Alors que mademoiselle Barnes venait tout juste de vider le contenu de son estomac dans les toilettes, la porte de la salle de bain s’ouvrit soudainement. Apparue ensuite une des employés du manoir Lancaster, la même qui avait surveille Natacha avant qu’elle signe la clause de confidentialité. Le regard de cette jeune femme était froid et dépourvu d’émotions, et ce tandis qu’elle observait la fiancée de Michael qui était assise sur le sol.

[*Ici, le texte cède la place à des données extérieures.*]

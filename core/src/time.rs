use std::sync::atomic::{AtomicI64, Ordering};

use serde::{Deserialize, Serialize};

/// A composite (wall-clock millis, per-process counter) timestamp.
///
/// §9: "Do not rely on the wall clock for ordering within a process." Two
/// calls to [`MonotonicClock::now`] within the same process always compare as
/// strictly increasing, even if the wall clock itself does not advance (or
/// goes backwards), because the tie-break counter always advances.
#[derive(Debug, Clone, Copy, Serialize, Deserialize, PartialEq, Eq, PartialOrd, Ord)]
pub struct MonotonicTimestamp {
    pub unix_millis: i64,
    pub seq: i64,
}

impl MonotonicTimestamp {
    pub const EPOCH: MonotonicTimestamp = MonotonicTimestamp {
        unix_millis: 0,
        seq: 0,
    };

    pub fn to_rfc3339(self) -> String {
        chrono::DateTime::<chrono::Utc>::from_timestamp_millis(self.unix_millis)
            .unwrap_or_default()
            .to_rfc3339()
    }
}

impl std::fmt::Display for MonotonicTimestamp {
    fn fmt(&self, f: &mut std::fmt::Formatter<'_>) -> std::fmt::Result {
        write!(f, "{}.{}", self.unix_millis, self.seq)
    }
}

impl std::str::FromStr for MonotonicTimestamp {
    type Err = std::num::ParseIntError;

    fn from_str(s: &str) -> std::result::Result<Self, Self::Err> {
        match s.split_once('.') {
            Some((millis, seq)) => Ok(MonotonicTimestamp {
                unix_millis: millis.parse()?,
                seq: seq.parse()?,
            }),
            None => Ok(MonotonicTimestamp {
                unix_millis: s.parse()?,
                seq: 0,
            }),
        }
    }
}

/// Process-wide monotonic clock. `Store::monotonic_now` in every backend
/// delegates to a single shared instance so changelog ordering is coherent
/// across concurrent transactions within the process.
#[derive(Debug, Default)]
pub struct MonotonicClock {
    counter: AtomicI64,
}

impl MonotonicClock {
    pub fn new() -> Self {
        Self {
            counter: AtomicI64::new(0),
        }
    }

    /// Returns a timestamp guaranteed to be strictly greater than any
    /// timestamp previously returned by this clock instance.
    pub fn now(&self) -> MonotonicTimestamp {
        let unix_millis = chrono::Utc::now().timestamp_millis();
        let seq = self.counter.fetch_add(1, Ordering::SeqCst);
        MonotonicTimestamp { unix_millis, seq }
    }
}

#[cfg(test)]
mod tests {
    use super::*;

    #[test]
    fn successive_calls_strictly_increase() {
        let clock = MonotonicClock::new();
        let mut last = clock.now();
        for _ in 0..1000 {
            let next = clock.now();
            assert!(next > last, "{next:?} should be greater than {last:?}");
            last = next;
        }
    }

    #[test]
    fn round_trips_through_string() {
        let ts = MonotonicTimestamp {
            unix_millis: 12345,
            seq: 7,
        };
        let s = ts.to_string();
        let parsed: MonotonicTimestamp = s.parse().unwrap();
        assert_eq!(ts, parsed);
    }
}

En se relevant, mademoiselle Barnes se demanda combien de jeunes femmes dans la même situation qu’elle cette employée avait vues afin de développer un regard pareil ; à moins que ce soit une personne qui n’éprouvait rien pour autrui, ce qui ne l’étonnerait pas non plus. Natacha vint à nouveau se placer devant le miroir et essaya tant bien que mal d’arranger son maquillage. Il ne fallait absolument pas que le vieil homme la voie dans cet état de peur qu’il s’énerve et la frappe une fois de plus.
- Je ne suis vraiment pas dans mon meilleur jour, mais je suppose que vous avez déjà vu des femmes dans un état pire que le mien, n’est-ce pas ? dit-elle en essuyant ses larmes.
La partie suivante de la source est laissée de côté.